impl From<StorageError> for CoreError {
    fn from(err: StorageError) -> Self {
        CoreError::Storage(err.to_string())
    }
}

/// A backup copy of the planner file.
#[derive(Debug, Clone, PartialEq, Eq)]
pub struct BackupInfo {
    pub id: String,
    pub created_at: Option<DateTime<Utc>>,
    pub size_bytes: u64,
    pub path: PathBuf,
}

/// Planner store persisted to a single JSON file.
///
/// Reads are served from memory. Each write flushes to disk, except inside
/// [`Transactional::atomically`], which flushes once when the closure succeeds.
#[derive(Debug)]
pub struct JsonPlannerStore {
    path: PathBuf,
    backups_dir: PathBuf,
    retention: usize,
    data: PlannerData,
    in_transaction: bool,
}

impl JsonPlannerStore {
    /// Opens the store at `path`, keeping backups in a `backups` directory beside it.
    pub fn open(path: impl Into<PathBuf>) -> Result<Self, StorageError> {
        let path = path.into();
        let backups_dir = path
            .parent()
            .map(|parent| parent.join("backups"))
            .unwrap_or_else(|| PathBuf::from("backups"));
        Self::with_retention(path, backups_dir, DEFAULT_RETENTION)
    }

    pub fn with_retention(
        path: PathBuf,
        backups_dir: PathBuf,
        retention: usize,
    ) -> Result<Self, StorageError> {
        let data = if path.exists() {
            load_from_path(&path)?
        } else {
            PlannerData::default()
        };
        debug!(
            path = %path.display(),
            rules = data.rules.len(),
            accounts = data.accounts.len(),
            "opened planner store"
        );
        Ok(Self {
            path,
            backups_dir,
            retention: retention.max(1),
            data,
            in_transaction: false,
        })
    }

    pub fn path(&self) -> &Path {
        &self.path
    }

    pub fn data(&self) -> &PlannerData {
        &self.data
    }

    /// Applies an arbitrary edit (imports, seeding) and persists it.
    pub fn update_data<F>(&mut self, edit: F) -> Result<(), CoreError>
    where
        F: FnOnce(&mut PlannerData),
    {
        self.atomically(|store| {
            edit(&mut store.data);
            Ok(())
        })
    }

    pub fn add_account(&mut self, account: Account) -> Result<Uuid, CoreError> {
        let id = account.id;
        self.update_data(|data| {
            data.add_account(account);
        })?;
        Ok(id)
    }

    pub fn add_category(&mut self, category: Category) -> Result<Uuid, CoreError> {
        let id = category.id;
        self.update_data(|data| {
            data.add_category(category);
        })?;
        Ok(id)
    }

    /// Writes the current snapshot, backing up the previous file first.
    pub fn save(&self) -> Result<(), StorageError> {
        if self.path.exists() {
            self.backup_existing_file()?;
        }
        save_to_path(&self.data, &self.path)
    }

    /// Writes a labelled backup of the current snapshot.
    pub fn backup(&self, note: Option<&str>) -> Result<BackupInfo, StorageError> {
        fs::create_dir_all(&self.backups_dir)?;
        let timestamp = Utc::now().format(BACKUP_TIMESTAMP_FORMAT).to_string();
        let mut stem = format!("{}_{}", self.file_stem(), timestamp);
        if let Some(label) = sanitize_backup_note(note) {
            stem.push('_');
            stem.push_str(&label);
        }
        let path = self.backups_dir.join(format!("{stem}.{DATA_EXTENSION}"));
        write_atomic(&path, &serialize(&self.data)?)?;
        self.prune_backups()?;
        backup_info(&path).ok_or_else(|| StorageError::BackupNotFound(path.display().to_string()))
    }

    /// Backups, newest first.
    pub fn list_backups(&self) -> Result<Vec<BackupInfo>, StorageError> {
        if !self.backups_dir.exists() {
            return Ok(Vec::new());
        }
        let prefix = format!("{}_", self.file_stem());
        let mut entries = Vec::new();
        for entry in fs::read_dir(&self.backups_dir)? {
            let path = entry?.path();
            if path.extension().and_then(|ext| ext.to_str()) != Some(DATA_EXTENSION) {
                continue;
            }
            let matches_prefix = path
                .file_name()
                .and_then(|name| name.to_str())
                .is_some_and(|name| name.starts_with(&prefix));
            if !matches_prefix {
                continue;
            }
            if let Some(info) = backup_info(&path) {
                entries.push(info);
            }
        }
        entries.sort_by_key(|info| Reverse((info.created_at, info.id.clone())));
        Ok(entries)
    }

    /// Replaces the live snapshot with a backup and persists it.
    pub fn restore_backup(&mut self, backup_id: &str) -> Result<(), StorageError> {
        let path = self.backups_dir.join(backup_id);
        if !path.exists() {
            return Err(StorageError::BackupNotFound(backup_id.to_string()));
        }
        self.data = load_from_path(&path)?;
        self.save()
    }

    fn file_stem(&self) -> String {
        self.path
            .file_stem()
            .and_then(|stem| stem.to_str())
            .unwrap_or("planner")
            .to_string()
    }

    fn backup_existing_file(&self) -> Result<(), StorageError> {
        fs::create_dir_all(&self.backups_dir)?;
        let timestamp = Utc::now().format(BACKUP_TIMESTAMP_FORMAT).to_string();
        let backup_path = self.backups_dir.join(format!(
            "{}_{}.{}",
            self.file_stem(),
            timestamp,
            DATA_EXTENSION
        ));
        fs::copy(&self.path, &backup_path)?;
        self.prune_backups()
    }

    fn prune_backups(&self) -> Result<(), StorageError> {
        for entry in self.list_backups()?.into_iter().skip(self.retention) {
            if let Err(err) = fs::remove_file(&entry.path) {
                warn!(path = %entry.path.display(), error = %err, "failed to prune backup");
            }
        }
        Ok(())
    }

    fn flush(&self) -> Result<(), CoreError> {
        if self.in_transaction {
            return Ok(());
        }
        self.save().map_err(CoreError::from)
    }

    /// Runs a single write against the snapshot and persists it, rolling the
    /// snapshot back when persisting fails.
    fn apply<T>(
        &mut self,
        op: impl FnOnce(&mut PlannerData) -> Result<T, CoreError>,
    ) -> Result<T, CoreError> {
        if self.in_transaction {
            return op(&mut self.data);
        }
        let checkpoint = self.data.clone();
        let value = op(&mut self.data)?;
        if let Err(err) = self.flush() {
            self.data = checkpoint;
            return Err(err);
        }
        Ok(value)
    }
}

impl RuleStore for JsonPlannerStore {
    fn rules_for_user(&self, user_id: Uuid) -> Result<Vec<RecurrenceRule>, CoreError> {
        self.data.rules_for_user(user_id)
    }

    fn rules_by_ids(&self, ids: &[Uuid]) -> Result<Vec<RecurrenceRule>, CoreError> {
        self.data.rules_by_ids(ids)
    }

    fn rule(&self, id: Uuid) -> Result<Option<RecurrenceRule>, CoreError> {
        self.data.rule(id)
    }

    fn insert_rule(&mut self, rule: RecurrenceRule) -> Result<(), CoreError> {
        self.apply(|data| data.insert_rule(rule))
    }

    fn replace_rule(&mut self, rule: RecurrenceRule) -> Result<(), CoreError> {
        self.apply(|data| data.replace_rule(rule))
    }

    fn delete_rule(&mut self, id: Uuid) -> Result<bool, CoreError> {
        self.apply(|data| data.delete_rule(id))
    }
}

impl ExceptionStore for JsonPlannerStore {
    fn exceptions_in_window(
        &self,
        rule_ids: &[Uuid],
        window: DateWindow,
    ) -> Result<Vec<RuleException>, CoreError> {
        self.data.exceptions_in_window(rule_ids, window)
    }

    fn exception(
        &self,
        rule_id: Uuid,
        date: NaiveDate,
    ) -> Result<Option<RuleException>, CoreError> {
        self.data.exception(rule_id, date)
    }

    fn upsert_exception(&mut self, exception: RuleException) -> Result<(), CoreError> {
        self.apply(|data| data.upsert_exception(exception))
    }

    fn delete_exceptions_for_rule(&mut self, rule_id: Uuid) -> Result<usize, CoreError> {
        self.apply(|data| data.delete_exceptions_for_rule(rule_id))
    }
}

impl AccountStore for JsonPlannerStore {
    fn active_accounts(
        &self,
        user_id: Uuid,
        query: &AccountQuery,
    ) -> Result<Vec<Account>, CoreError> {
        self.data.active_accounts(user_id, query)
    }

    fn accounts_for_user(&self, user_id: Uuid) -> Result<Vec<Account>, CoreError> {
        self.data.accounts_for_user(user_id)
    }

    fn account(&self, id: Uuid) -> Result<Option<Account>, CoreError> {
        self.data.account(id)
    }
}

impl CategoryStore for JsonPlannerStore {
    fn categories_by_ids(&self, ids: &[Uuid]) -> Result<Vec<Category>, CoreError> {
        self.data.categories_by_ids(ids)
    }

    fn upsert_system_category(
        &mut self,
        name: &str,
        kind: CategoryKind,
    ) -> Result<Category, CoreError> {
        self.apply(|data| data.upsert_system_category(name, kind))
    }
}

impl ReconciliationStore for JsonPlannerStore {
    fn reconciliations_for_user(
        &self,
        user_id: Uuid,
        account_id: Option<Uuid>,
    ) -> Result<Vec<Reconciliation>, CoreError> {
        self.data.reconciliations_for_user(user_id, account_id)
    }

    fn reconciliation(&self, id: Uuid) -> Result<Option<Reconciliation>, CoreError> {
        self.data.reconciliation(id)
    }

    fn insert_reconciliation(&mut self, reconciliation: Reconciliation) -> Result<(), CoreError> {
        self.apply(|data| data.insert_reconciliation(reconciliation))
    }

    fn delete_reconciliation(&mut self, id: Uuid) -> Result<bool, CoreError> {
        self.apply(|data| data.delete_reconciliation(id))
    }
}

impl Transactional for JsonPlannerStore {
    fn atomically<T, F>(&mut self, work: F) -> Result<T, CoreError>
    where
        F: FnOnce(&mut Self) -> Result<T, CoreError>,
    {
        let scope = TransactionScope::begin(self);
        let result = work(&mut *scope.store);
        let (checkpoint, outermost) = scope.finish();

        let value = match result {
            Ok(value) => value,
            Err(err) => {
                self.data = checkpoint;
                return Err(err);
            }
        };
        if outermost {
            if let Err(err) = self.flush() {
                self.data = checkpoint;
                return Err(err);
            }
        }
        Ok(value)
    }
}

Directions: Find the lines above that contain the word "timestamp" and collect them.

Answer space:
        let timestamp = Utc::now().format(BACKUP_TIMESTAMP_FORMAT).to_string();
        let mut stem = format!("{}_{}", self.file_stem(), timestamp);
        let timestamp = Utc::now().format(BACKUP_TIMESTAMP_FORMAT).to_string();
            timestamp,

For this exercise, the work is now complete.